L’Outre-Mer vaut bien une messe

— ContreChroniques d’Yves-Léopold Monthieux —

Dans une précédente tribune faisant suite à un écart de Laurent Wauquiez, je signalais la ressemblance de certaines déclarations d’hommes politiques avec des idées racistes. S’agissant des exemples contenus dans la tribune visée, l’affaire n’avait pas une grande importance pour les élus ordinaires. En revanche, ceux qui sont en situation et qui envisagent de faire une carrière nationale se relèvent difficilement d’une accusation de racisme même lorsqu’elle est erronée.

Une remontada réussie de Jacques Chirac.

La récente déclaration de Marine Le Pen en Nouvelle-Calédonie ainsi que les propos musclés de Manuel Vals sur la colonisation rappellent le précédent de la bourde des “odeurs” de Jacques Chirac et l’exercice de remontada de l’opinion passé inaperçu dans la presse, qui a suivi. Il avait vivement réagi pour maintenir dans les DOM la bonne opinion qu’on avait de lui et qui avait commencé à fléchir. On sait que Jacques Chirac est réputé avoir été le président de la République le plus proche des Antilles, pas seulement pour avoir fait entrer le rhum à l’Elysée. Avait-il été grisé par l’abus de ce nectar lorsqu’il laissa échapper une réflexion sur les difficultés de cohabitation de deux familles sur le même palier d’une HLM, l’une composée de Français de souche, l’autre de résidents d’origine maghrébine ? Les réactions ne s’étaient pas fait attendre, notamment en Martinique où Chirac fut aussitôt accusé de racisme. Jacques Chirac avait mis le paquet pour faire cesser un tel discrédit.

Le rétropédalage de Manuel et de Marine

Le temps d’une visite à la hussarde au bureau du maire de Fort-de-France, et le JT de RFO pouvait s’ouvrir d’une déclaration de Jacques Chirac l’exonérant de tout soupçon de racisme. On ne pouvait pas continuer de suspecter celui qui venait de recevoir l’onction d’Aimé Césaire et de donner du “mon maître” au père de la Négritude. Chirac avait laissé en rade le RPR local, mais réussi son coup en se montrant sensible aux idées autonomistes. Finis donc les slogans et les graffitis sur les murs de la ville. Ce moment est sans doute le point de basculement idéologique de Jacques Chirac, dont parle l’hebdomadaire Le Point dans son article A Nouméa, une “chiraquienne” nommée Le Pen (Charles Sapin). Au passage, dans un échange gagnant-gagnant, le maire de Fort-de-France avait pu, à peu de frais, obtenir pour sa ville le vaste site militaire de la Pointe des Sables où se trouvait la poudrière de l’armée.

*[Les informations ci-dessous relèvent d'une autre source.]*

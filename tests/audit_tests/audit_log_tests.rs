//! Tests for AuditLog
//!
//! These tests verify:
//! - One line per append, in `[YYYY-MM-DD HH:MM:SS] text` form
//! - The log is only ever appended to
//! - The external link is (re)created and resolves to the log

use std::fs;
use std::path::Path;

use tempfile::TempDir;
use treasure_manager::audit::AuditLog;
use treasure_manager::config::Config;
use treasure_manager::TreasureError;

// =============================================================================
// Helper Functions
// =============================================================================

fn setup_temp_log(hunt: &str) -> (TempDir, AuditLog) {
    let temp_dir = TempDir::new().unwrap();
    fs::create_dir(temp_dir.path().join(hunt)).unwrap();
    let config = Config::builder().base_dir(temp_dir.path()).build();
    (temp_dir, AuditLog::new(hunt, &config))
}

fn assert_line_shape(line: &str, description: &str) {
    // "[2024-01-02 03:04:05] " is 22 bytes
    assert_eq!(line.len(), 22 + description.len(), "line: {:?}", line);
    assert!(line.starts_with('['));
    assert_eq!(&line[20..22], "] ");
    let stamp = &line[1..20];
    assert!(chrono::NaiveDateTime::parse_from_str(stamp, "%Y-%m-%d %H:%M:%S").is_ok());
    assert_eq!(&line[22..], description);
}

// =============================================================================
// Append Tests
// =============================================================================

#[test]
fn test_append_writes_timestamped_line() {
    let (_temp, log) = setup_temp_log("pirate");

    log.append("Added treasure 1 by ann").unwrap();

    let content = fs::read_to_string(log.log_path()).unwrap();
    assert!(content.ends_with('\n'));
    let lines: Vec<&str> = content.lines().collect();
    assert_eq!(lines.len(), 1);
    assert_line_shape(lines[0], "Added treasure 1 by ann");
}

#[test]
fn test_append_is_monotonic() {
    let (_temp, log) = setup_temp_log("pirate");

    log.append("first").unwrap();
    let after_first = fs::read_to_string(log.log_path()).unwrap();
    log.append("second").unwrap();
    let after_second = fs::read_to_string(log.log_path()).unwrap();

    assert!(after_second.starts_with(&after_first));
    assert_eq!(after_second.lines().count(), 2);
    assert!(after_second.lines().last().unwrap().ends_with("] second"));
}

#[test]
fn test_append_without_hunt_directory_fails() {
    let temp_dir = TempDir::new().unwrap();
    let config = Config::builder().base_dir(temp_dir.path()).build();
    let log = AuditLog::new("missing", &config);

    let result = log.append("anything");

    assert!(matches!(
        result,
        Err(TreasureError::SystemCall { step: "Failed to open log file", .. })
    ));
}

// =============================================================================
// Symlink Tests
// =============================================================================

#[cfg(unix)]
#[test]
fn test_link_points_at_log() {
    let (temp, log) = setup_temp_log("pirate");

    log.append("hello").unwrap();

    let link = temp.path().join("logged_hunt-pirate");
    assert_eq!(log.link_path(), link.as_path());
    assert!(fs::symlink_metadata(&link).unwrap().file_type().is_symlink());
    assert_eq!(fs::read_link(&link).unwrap(), Path::new("pirate/logged_hunt"));
    assert_eq!(
        fs::canonicalize(&link).unwrap(),
        fs::canonicalize(log.log_path()).unwrap()
    );
    assert_eq!(fs::read_to_string(&link).unwrap(), fs::read_to_string(log.log_path()).unwrap());
}

#[cfg(unix)]
#[test]
fn test_link_replaces_stale_entry() {
    let (temp, log) = setup_temp_log("pirate");
    let link = temp.path().join("logged_hunt-pirate");

    // Something already sits where the link goes
    std::os::unix::fs::symlink("nowhere/at/all", &link).unwrap();

    log.append("hello").unwrap();

    assert_eq!(fs::read_link(&link).unwrap(), Path::new("pirate/logged_hunt"));
}

#[cfg(unix)]
#[test]
fn test_refresh_link_recreates_removed_link() {
    let (_temp, log) = setup_temp_log("pirate");
    log.append("hello").unwrap();
    fs::remove_file(log.link_path()).unwrap();

    log.refresh_link().unwrap();

    assert!(fs::symlink_metadata(log.link_path()).is_ok());
}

Manuel Valls n’est plus tranquille sur le front racialiste depuis que le maire franco-espagnol d’Evry avait déploré l’insuffisance de “blancos” dans sa ville et que cette réflexion avait été mal reçue par les racisés. Un sérieux handicap pour qui veut se positionner pour les prochaines présidentielles. Ministre des DOM, quelle fonction adéquate à propos pour rétropédaler et étaler son antiracisme. Qu’on se le dise, un ministre qui bouffe du Béké et pourfend le colonialisme, baïonnette au canon, ne peut pas être raciste.

Même Jean-Luc Mélenchon n’y avait pas pensé

Plus surprenant est le retournement de Marine Le Pen qui aurait un véritable mur à remonter. Encore qu’elle se donne un délai. Une candidate qui se rapproche des indépendantistes de Kanaky, ça ne peut être une mauvaise personne. Même Jean-Luc Mélenchon n’y avait pas pensé. Quelles seront les conséquences de sa nouvelle position sur les futures élections en Martinique ? L’article du Point fait le rapprochement entre les retournements de Chirac et de Le Pen, mais le justificatif le plus pertinent serait celui qui est commun à ces trois personnalités politiques, tenter de se nettoyer de tout soupçon de racisme afin de gagner le cœur des racisés. Mais n’est pas Chirac qui veut.

Reste que depuis ce dernier, les DOM et leur avenir institutionnel sont devenus des variables d’ajustements électoraux et parfois racialistes des ambitieux de la République. Le droit des peuples à disposer d’eux-mêmes, Ay kwè sa ! Ce n’était pas le cas ni en 2010, ni en 2003, ni en 1983, ni en 1946, ni en …1848.

Ainsi donc, le vrai-fake du prétendu rapport de Manuel Valls au président de la République énonce un objectif pour les Antilles qui a fait sortir plus d’un de son sommeil ou de son confort festif : “Rendre leur destin aux peuples antillais”. Même en songe, il n’est pas dit que la décision viendrait du peuple.